> Exercise instructions
Look in the material below for the line holding "fn fmt(&self, f: &mut". Set it down exactly, with each later line up to and including the line holding "of a decomposition.".

• • • • • • •

const QUESTION_WORDS: [&str; 12] = [
    "what", "why", "how", "when", "where", "who", "which", "can", "should", "is", "are", "does",
];
const PROBLEM_WORDS: [&str; 8] = ["solve", "fix", "debug", "error", "issue", "problem", "wrong", "broken"];
const TASK_WORDS: [&str; 8] = ["create", "build", "implement", "make", "develop", "design", "write", "add"];

/// Knowledge is cut to this many characters in the reasoning prompt.
const KNOWLEDGE_PROMPT_CHARS: usize = 1000;
/// Most recent history messages included in the reasoning prompt.
const HISTORY_PROMPT_MESSAGES: usize = 6;

/// Kind of request, decided from lexical cues.
#[derive(Debug, Clone, Copy, PartialEq, Eq, Hash, Serialize, Deserialize)]
#[serde(rename_all = "snake_case")]
pub enum ProblemKind {
    Question,
    Problem,
    Task,
    Analysis,
}

impl ProblemKind {
    /// Get the kind name as a string
    pub fn as_str(&self) -> &'static str {
        match self {
            ProblemKind::Question => "question",
            ProblemKind::Problem => "problem",
            ProblemKind::Task => "task",
            ProblemKind::Analysis => "analysis",
        }
    }
}

impl std::fmt::Display for ProblemKind {
    fn fmt(&self, f: &mut std::fmt::Formatter<'_>) -> std::fmt::Result {
        f.write_str(self.as_str())
    }
}

impl std::str::FromStr for ProblemKind {
    type Err = String;

    fn from_str(s: &str) -> Result<Self, Self::Err> {
        match s.to_lowercase().as_str() {
            "question" => Ok(ProblemKind::Question),
            "problem" => Ok(ProblemKind::Problem),
            "task" => Ok(ProblemKind::Task),
            "analysis" => Ok(ProblemKind::Analysis),
            _ => Err(format!("Unknown problem kind: {}", s)),
        }
    }
}

/// Classify a request. Pure and deterministic.
///
/// A leading question word or any `?` makes a question; otherwise problem
/// words, then task words, are searched anywhere in the text.
pub fn classify(text: &str) -> ProblemKind {
    let lower = text.to_lowercase();

    if QUESTION_WORDS.iter().any(|w| lower.starts_with(w)) || text.contains('?') {
        return ProblemKind::Question;
    }
    if PROBLEM_WORDS.iter().any(|w| lower.contains(w)) {
        return ProblemKind::Problem;
    }
    if TASK_WORDS.iter().any(|w| lower.contains(w)) {
        return ProblemKind::Task;
    }
    ProblemKind::Analysis
}

/// Kind-specific part of a decomposition.
#[derive(Debug, Clone, PartialEq, Serialize, Deserialize)]
#[serde(tag = "type", rename_all = "snake_case")]
pub enum DecompositionDetail {
    Question {
        main_question: String,
        key_concepts: Vec<String>,
        sub_questions: Vec<String>,
    },
    Problem {
        problem_statement: String,
        diagnosis_steps: Vec<String>,
        solution_steps: Vec<String>,
    },
    Task {
        task_description: String,
        action_steps: Vec<String>,
    },
    Analysis {
        subject: String,
        analysis_framework: Vec<String>,
    },
}

/// Structured breakdown of a request.
#[derive(Debug, Clone, PartialEq, Serialize, Deserialize)]
pub struct Decomposition {
    #[serde(flatten)]
    pub detail: DecompositionDetail,
    pub reasoning_steps: Vec<String>,
    pub requires_knowledge: bool,
    pub requires_tools: bool,
}

impl Decomposition {
    /// The kind this decomposition was built for.
    pub fn kind(&self) -> ProblemKind {
        match self.detail {
            DecompositionDetail::Question { .. } => ProblemKind::Question,
            DecompositionDetail::Problem { .. } => ProblemKind::Problem,
            DecompositionDetail::Task { .. } => ProblemKind::Task,
            DecompositionDetail::Analysis { .. } => ProblemKind::Analysis,
        }
    }

    /// Read the decomposition a reasoning response carries.
    pub fn from_metadata(metadata: &HashMap<String, Value>) -> Option<Self> {
        metadata
            .get("decomposition")
            .and_then(|v| serde_json::from_value(v.clone()).ok())
    }

    /// Render for inclusion in a prompt.
    pub fn describe(&self) -> String {
        fn numbered(title: &str, steps: &[String], lines: &mut Vec<String>) {
            lines.push(format!("\n{}:", title));
            for (i, step) in steps.iter().enumerate() {
                lines.push(format!("  {}. {}", i + 1, step));
            }
        }

        let mut lines = Vec::new();

        match &self.detail {
            DecompositionDetail::Question {
                key_concepts,
                sub_questions,
                ..
            } => {
                lines.push(format!("Key Concepts: {}", key_concepts.join(", ")));
                numbered("Sub-Questions", sub_questions, &mut lines);
            }
            DecompositionDetail::Problem {
                diagnosis_steps,
                solution_steps,
                ..
            } => {
                numbered("Diagnosis Steps", diagnosis_steps, &mut lines);
                numbered("Solution Steps", solution_steps, &mut lines);
            }
            DecompositionDetail::Task { action_steps, .. } => {
                numbered("Action Steps", action_steps, &mut lines);
            }
            DecompositionDetail::Analysis {
                analysis_framework, ..
            } => {
                numbered("Analysis Framework", analysis_framework, &mut lines);
            }
        }

        lines.push(format!("\nRequires Knowledge: {}", self.requires_knowledge));
        lines.push(format!("Requires Tools: {}", self.requires_tools));
        lines.join("\n")
    }
}

fn steps(items: &[&str]) -> Vec<String> {
    items.iter().map(|s| s.to_string()).collect()
}

/// Words longer than four letters, punctuation trimmed, at most five.
fn key_concepts(text: &str) -> Vec<String> {
    text.split_whitespace()
        .map(|w| w.trim_matches(|c: char| !c.is_alphanumeric()))
        .filter(|w| w.chars().count() > 4 && w.chars().all(char::is_alphabetic))
        .take(5)
        .map(str::to_string)
        .collect()
}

• • • • • • •

> Written response
    fn fmt(&self, f: &mut std::fmt::Formatter<'_>) -> std::fmt::Result {
        f.write_str(self.as_str())
    }
}

impl std::str::FromStr for ProblemKind {
    type Err = String;

    fn from_str(s: &str) -> Result<Self, Self::Err> {
        match s.to_lowercase().as_str() {
            "question" => Ok(ProblemKind::Question),
            "problem" => Ok(ProblemKind::Problem),
            "task" => Ok(ProblemKind::Task),
            "analysis" => Ok(ProblemKind::Analysis),
            _ => Err(format!("Unknown problem kind: {}", s)),
        }
    }
}

/// Classify a request. Pure and deterministic.
///
/// A leading question word or any `?` makes a question; otherwise problem
/// words, then task words, are searched anywhere in the text.
pub fn classify(text: &str) -> ProblemKind {
    let lower = text.to_lowercase();

    if QUESTION_WORDS.iter().any(|w| lower.starts_with(w)) || text.contains('?') {
        return ProblemKind::Question;
    }
    if PROBLEM_WORDS.iter().any(|w| lower.contains(w)) {
        return ProblemKind::Problem;
    }
    if TASK_WORDS.iter().any(|w| lower.contains(w)) {
        return ProblemKind::Task;
    }
    ProblemKind::Analysis
}

/// Kind-specific part of a decomposition.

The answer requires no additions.